Print the page and cut some pieces.

Step 3: PS/U-vdc Eloctrolyte Electrode

I have use a power supply 5~15VDC 3A.

According to room temperature the material and its dimensions need about 10~12Vdc.

The electrode is connected to (-)VDC (black wire/aligator)

For electrolyte I used saline solution (100ml water and 1 teaspoon salt).

For electrode at first I used an ear stick but not satisfied me.

So I started to try different ways.

The better one was a stainless steel rod a piece of cigarette filter a spring from pencil and PVC tape, but not the better one.

The best choice believes that is to replacing the filter with a piece of felt (cotton and filter tip polymerized too quickly).

Step 4: Transfer the Stencil at the Tool's Surface

  • Clean up the tool's surface with acetone
  • Place the printed logo at the desirable place
  • Secure logo using small pieces of a paper-tape
  • Set iron at the highest temperature
  • Cover with a cotton cloth

Proceed to ironing to transfer the stencil onto the surface (at reality we re-bake the graphite)

After ironing put the pieces in lukewarm water until the paper is soaked

Rub by finger the paper to remove it (for the very thin lines the use of a pin is helpful)
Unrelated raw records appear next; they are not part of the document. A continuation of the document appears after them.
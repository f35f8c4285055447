// Copyright (c) 2025 Kirky.X
//
// Licensed under the MIT License
// See LICENSE file in the project root for full license information.

//! 测试辅助模块
//!
//! 提供基于临时 SQLite 文件的连接管理器与测试夹具

use dbweave::config::{DatabaseConfig, FactoryConfig, Role};
use dbweave::{ConnectionFactory, ConnectionManager, RetryPolicy};
use std::path::Path;
use std::time::Duration;
use tempfile::TempDir;

/// 初始化测试日志（`RUST_LOG` 控制级别，重复调用无副作用）
#[allow(dead_code)]
pub fn init_tracing() {
    let _ = tracing_subscriber::fmt()
        .with_env_filter(tracing_subscriber::EnvFilter::from_default_env())
        .with_test_writer()
        .try_init();
}

/// 不重试、快速超时的连接工厂
pub fn fast_factory() -> ConnectionFactory {
    ConnectionFactory::new(FactoryConfig {
        retry: RetryPolicy::none(),
        connect_timeout: Duration::from_secs(2),
        ..Default::default()
    })
}

/// 临时目录中的 SQLite 文件端点
pub fn sqlite_file(dir: &Path, file: &str, role: Role) -> DatabaseConfig {
    let path = dir.join(file);
    DatabaseConfig::builder(dbweave::Driver::Sqlite, path.to_string_lossy().into_owned())
        .role(role)
        .build()
        .expect("Failed to build sqlite config")
}

/// 指向不存在目录的端点，连接必然失败
#[allow(dead_code)]
pub fn unreachable_sqlite(dir: &Path, role: Role) -> DatabaseConfig {
    let path = dir.join("missing").join("nested").join("replica.db");
    DatabaseConfig::builder(dbweave::Driver::Sqlite, path.to_string_lossy().into_owned())
        .role(role)
        .build()
        .expect("Failed to build sqlite config")
}

/// 只有写端点的默认连接
///
/// 返回管理器与临时目录；目录句柄必须在测试结束前保持存活
pub fn sqlite_manager() -> (ConnectionManager, TempDir) {
    let dir = TempDir::new().expect("Failed to create temp dir");
    let manager = ConnectionManager::new(fast_factory());
    manager
        .load_config(
            dbweave::DEFAULT_CONNECTION,
            vec![sqlite_file(dir.path(), "app.db", Role::Write)],
        )
        .expect("Failed to register connection");
    (manager, dir)
}

/// 创建测试用的 players 表
#[allow(dead_code)]
pub async fn create_players_table(manager: &ConnectionManager) {
    manager
        .statement(
            dbweave::DEFAULT_CONNECTION,
            "CREATE TABLE players (id INTEGER PRIMARY KEY AUTOINCREMENT, name TEXT NOT NULL, \
             position TEXT NOT NULL, rating INTEGER NOT NULL, team_id INTEGER)",
            Default::default(),
        )
        .await
        .expect("Failed to create players table");
}
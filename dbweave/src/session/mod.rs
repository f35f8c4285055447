// Copyright (c) 2025 Kirky.X
//
// Licensed under the MIT License
// See LICENSE file in the project root for full license information.

//! 会话与 CSRF 安全模块
//!
//! 每个请求一个 [`Session`]：懒启动，只有第一次访问数据时才读存储。
//! 会话数据分为用户键、保留的框架命名空间（令牌、指纹、时间戳）与闪存子命名空间。
//!
//! 会话状态机：
//!
//! ```text
//! new ──start──▶ active ──(闲置超过 lifetime)──▶ expired ──▶ destroyed
//!                  │  ▲
//!                  │  └─(距上次重建超过 regenerate_interval：换 ID，保留数据)
//!                  └──(窗口内违规数达到上限)──▶ locked out（窗口过去后恢复）
//! ```
//!
//! - [`SessionSecurity`]: 指纹、过期、违规锁定与登录尝试计数
//! - [`Csrf`] / [`CsrfMiddleware`]: 会话绑定的 CSRF 令牌与不安全方法校验
//! - [`SessionMiddleware`]: 每个请求的 start → validate → commit 流程
//!
//! 这一层是同步的：文件存储使用阻塞 I/O，一个请求在一个执行上下文中完成。

mod clock;
mod csrf;
mod middleware;
mod record;
mod request;
mod security;
mod store;

pub use clock::{Clock, ManualClock, SystemClock};
pub use csrf::{Csrf, CsrfConfig, CsrfMiddleware};
pub use middleware::SessionMiddleware;
pub use record::{CsrfToken, FrameworkState, SecurityState, Session, SessionData, is_valid_session_id};
pub use request::{Cookie, CookieJar, MemoryCookieJar, RequestContext, SameSite};
pub use security::{FingerprintConfig, SecurityConfig, SessionSecurity, Validation};
pub use store::{FileSessionStore, MemorySessionStore, SessionStore};

use std::time::Duration;
use thiserror::Error;

/// 会话操作结果类型
pub type SessionResult<T> = Result<T, SessionError>;

/// CSRF 校验失败原因
#[derive(Debug, Clone, Copy, PartialEq, Eq, Error)]
pub enum CsrfFailure {
    /// 请求没有携带令牌
    #[error("token missing")]
    Missing,
    /// 令牌不匹配，或会话中没有令牌
    #[error("token mismatch")]
    Mismatch,
    /// 会话中的令牌已过期
    #[error("token expired")]
    Expired,
}

/// 会话错误
#[derive(Debug, Error)]
pub enum SessionError {
    /// 闲置时间超过会话生命周期
    #[error("Session expired after {idle_secs}s of inactivity")]
    SessionExpired {
        /// 闲置秒数
        idle_secs: i64,
    },

    /// 请求指纹与会话启动时记录的不一致（已记录一次违规）
    #[error("Session fingerprint mismatch ({violations} violation(s) in window)")]
    FingerprintMismatch {
        /// 当前窗口内的违规次数
        violations: usize,
    },

    /// 窗口内违规次数达到上限
    #[error("Session locked out, retry after {}s", .retry_after.as_secs())]
    LockedOut {
        /// 最早一次违规滑出窗口前的剩余时间
        retry_after: Duration,
    },

    /// CSRF 校验失败
    #[error("CSRF validation failed: {0}")]
    CsrfValidationFailed(CsrfFailure),

    /// 配置错误（例如非法的豁免路径模式）
    #[error("Session configuration error: {0}")]
    Configuration(String),

    /// 存储错误
    #[error("Session storage error: {0}")]
    Storage(String),

    /// 文件 I/O 错误
    #[error("Session I/O error: {0}")]
    Io(#[from] std::io::Error),

    /// 序列化错误
    #[error("Session serialization error: {0}")]
    Serialization(#[from] serde_json::Error),
}

impl SessionError {
    /// 对应的 HTTP 状态码提示
    pub fn status_hint(&self) -> u16 {
        match self {
            SessionError::SessionExpired { .. } => 401,
            SessionError::FingerprintMismatch { .. } | SessionError::LockedOut { .. } => 403,
            SessionError::CsrfValidationFailed(_) => 419,
            _ => 500,
        }
    }

    /// 锁定时的建议重试间隔
    pub fn retry_after(&self) -> Option<Duration> {
        match self {
            SessionError::LockedOut { retry_after } => Some(*retry_after),
            _ => None,
        }
    }
}

/// 会话配置
#[derive(Debug, Clone)]
pub struct SessionConfig {
    /// 会话 ID Cookie 名
    pub cookie_name: String,
    /// Cookie 路径
    pub cookie_path: String,
    /// Cookie 域
    pub cookie_domain: Option<String>,
    /// 仅 HTTPS 发送
    pub secure: bool,
    /// 禁止脚本访问
    pub http_only: bool,
    /// SameSite 策略
    pub same_site: SameSite,
    /// 存储中会话的最长保留时间（垃圾回收依据）
    pub max_age: Duration,
    /// 每个请求结束时触发垃圾回收的概率
    pub gc_probability: f64,
}

impl Default for SessionConfig {
    fn default() -> Self {
        Self {
            cookie_name: "dbweave_session".to_string(),
            cookie_path: "/".to_string(),
            cookie_domain: None,
            secure: true,
            http_only: true,
            same_site: SameSite::Lax,
            max_age: Duration::from_secs(7200),
            gc_probability: 0.01,
        }
    }
}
Cover with PVC or plastic tape the areas around the stencil to protect them.

Step 5: Etching

We dip the electrode into the electrolyte solution and then transfer it onto the surface we want to engrave.

With small continuous movements, we move the drop of electrolyte solution across the surface (front-back, left -right).

From time to time and when the solution color become darken then we clean up with a paper-towel.

We repeat this procedure as many times as need according the acceptable depth of etch.

Video:DIY Engraving - Etching your Logo

Thanks for your reading.


Good Luck if you try it.


Never say I can't do it.


Necessity is the mother of invention.